Последняя мысль не была мыслью, и, даже не подумав, а только почувствовав ее, Зарницкий испугался и притворился, что мысли этой не могло быть у него. Была одна секунда, когда в душе, наконец, вспыхнуло возмущение и захотелось назло всем остаться таким, как он есть, со всеми пороками и подлостью.
"Ну, да! А и подумал... бы, так имел бы на то право. Ну, что же, пусть и убили. Никто не может заставить меня не желать этого".
Но это возмущение погасло мгновенно. Зарницкий почувствовал, что для того, чтобы самому поверить в свое право делать и думать так, как хочет, надо уметь и сказать громко то же самое. Но невозможность этого была для него явна: если бы он мог, то тогда лучше бы прямо и открыто сказать, что он, уклонившись от опасности, плевать хочет на всех. А так как он уклонился от опасности тайно и только о том и думал, чтобы сохранить тайну, то не оставалось другого, как продолжать лгать и...
– Уехать туда, где меня никто не знает!.. Так образовывался заколдованный круг, в котором с тоскою вертелся Зарницкий, стоя у окна своего кабинета и глядя не в окно, на яркую солнечную улицу, по которой шли и ехали люди, точно нарочно катаясь перед его окнами, а на носки своих изящных, светло вычищенных сапог.
Таня, в чистеньком платье и передничке, такая вымытая и аккуратная, точно она только что старательно приготовила себя для него, лукаво топотала каблучками по комнатам и ждала снисходительного внимания. Но хотя Зарницкий непоколебимо считал себя неизмеримо выше ее, для него теперь было невозможно посмотреть ей в глаза.
"А вдруг знает?" – трусливо спрашивало внутри него. Он презрительно улыбался и кривил губы, но в то же время чувствовал, что эта улыбка уже не ограждает его, как прежде, от людей, которых он считал ниже себя. Самый вопрос о том, что горничная может что-то знать о нем, как бы давал ей право знать, и это было слишком невыносимо. Зарницкий взял палку, шляпу, надел свое отличное пальто, в котором он казался еще выше ростом и красивее, и вышел на улицу.
Блеск весеннего солнца ослепил его и облегчил. В его свете растаяло темное чувство. Голубое небо, золотые столбы солнечных лучей и мелькавшие по тротуарам легко, по-весеннему одетые, красивые и молодые женщины, напоминавшие ему о бесконечном разнообразии самых острых наслаждений, были так прекрасны и полны жизни, что сама собой пришла ободряющая мысль:
"Все минется, а как бы то ни было, еще целая жизнь впереди".

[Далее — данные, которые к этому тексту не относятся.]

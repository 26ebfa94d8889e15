use serde::{Deserialize, Serialize};

use crate::models::contact::Contact;

pub const DEFAULT_PAGE: u64 = 1;
pub const DEFAULT_LIMIT: u64 = 10;
/// Largest offset a store accepts; MongoDB encodes `skip` as a signed 64-bit int.
pub const MAX_SKIP: u64 = i64::MAX as u64;

/// Query string of `GET /contacts`. Values stay raw strings so that garbage
/// input is coerced to defaults instead of failing extraction.
#[derive(Deserialize, Debug, Default)]
pub struct ContactListParams {
    pub page: Option<String>,
    pub limit: Option<String>,
    pub filters: Option<String>,
}

impl ContactListParams {
    pub fn page(&self) -> u64 {
        coerce_positive(self.page.as_deref(), DEFAULT_PAGE)
    }

    pub fn limit(&self) -> u64 {
        coerce_positive(self.limit.as_deref(), DEFAULT_LIMIT)
    }

    /// `(page - 1) * limit`, capped at `MAX_SKIP`.
    pub fn skip(&self) -> u64 {
        (self.page() - 1).saturating_mul(self.limit()).min(MAX_SKIP)
    }
}

/// Reads the leading decimal digits of `raw` (so `"3abc"` is 3); anything
/// absent, unparseable or below 1 yields `default`.
pub fn coerce_positive(raw: Option<&str>, default: u64) -> u64 {
    raw.map(str::trim_start)
        .map(|s| s.strip_prefix('+').unwrap_or(s))
        .map(|s| s.chars().take_while(char::is_ascii_digit).collect::<String>())
        .and_then(|digits| digits.parse::<u64>().ok())
        .filter(|n| *n > 0)
        .unwrap_or(default)
}

#[derive(Serialize, Debug)]
pub struct ContactResponse {
    #[serde(rename = "_id")]
    pub id: String,
    #[serde(flatten)]
    pub fields: Contact,
}

impl From<Contact> for ContactResponse {
    fn from(mut contact: Contact) -> Self {
        let id = contact.id.take().map(|oid| oid.to_hex()).unwrap_or_default();
        Self {
            id,
            fields: contact,
        }
    }
}

#[derive(Serialize, Debug)]
#[serde(rename_all = "camelCase")]
pub struct ContactListResponse {
    pub contacts: Vec<ContactResponse>,
    pub current_page: u64,
    pub total_pages: u64,
}

#[cfg(test)]
mod tests {
    use super::*;
    use mongodb::bson::oid::ObjectId;

    #[test]
    fn coerces_like_parse_int() {
        assert_eq!(coerce_positive(None, 10), 10);
        assert_eq!(coerce_positive(Some(""), 10), 10);
        assert_eq!(coerce_positive(Some("abc"), 10), 10);
        assert_eq!(coerce_positive(Some("0"), 10), 10);
        assert_eq!(coerce_positive(Some("-4"), 10), 10);
        assert_eq!(coerce_positive(Some("7"), 10), 7);
        assert_eq!(coerce_positive(Some(" 3abc"), 10), 3);
        assert_eq!(coerce_positive(Some("+5"), 10), 5);
        assert_eq!(coerce_positive(Some("99999999999999999999999"), 10), 10);
    }

    #[test]
    fn params_default_when_absent() {
        let params = ContactListParams::default();
        assert_eq!(params.page(), 1);
        assert_eq!(params.limit(), 10);
        assert_eq!(params.skip(), 0);
    }

    #[test]
    fn skip_is_capped_for_huge_pages() {
        let params = ContactListParams {
            page: Some("1000000000000".to_string()),
            limit: Some("100000000".to_string()),
            filters: None,
        };
        assert_eq!(params.skip(), MAX_SKIP);
        assert!(i64::try_from(params.skip()).is_ok());

        let params = ContactListParams {
            page: Some("3".to_string()),
            limit: Some("5".to_string()),
            filters: None,
        };
        assert_eq!(params.skip(), 10);
    }

    #[test]
    fn response_exposes_hex_id() {
        let oid = ObjectId::new();
        let contact = Contact {
            id: Some(oid),
            state: Some("Active".to_string()),
            ..Default::default()
        };

        let json = serde_json::to_value(ContactResponse::from(contact)).unwrap();
        assert_eq!(json["_id"], oid.to_hex());
        assert_eq!(json["state"], "Active");
        assert!(json.get("cin").is_none());
    }
}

Он облегченно вздохнул, выпрямил грудь, привычно уверенным жестом подозвал извозчика и велел ехать в больницу.
Плавно поплыла назад мостовая, замелькали дома и люди, оглядывавшиеся на Зарницкого. Стало еще легче, и будущее показалось вовсе не таким безнадежным.
Немножко стало досадно, что за проехавшим извозчиком не удалось увидеть лица маленькой блондинки, а у нее было такое розовое, маленькое ушко, такие пышные сухие волосы и так она особенно колыхалась на ходу, что лицо должно было быть интересное. Зато можно было довольно долго наблюдать за высокой брюнеткой, с удивительными черными глазами, черные волосы которой и матовый цвет лица ослепительно заманчиво выделялись из голубой подкладки распахнутой меховой кофточки.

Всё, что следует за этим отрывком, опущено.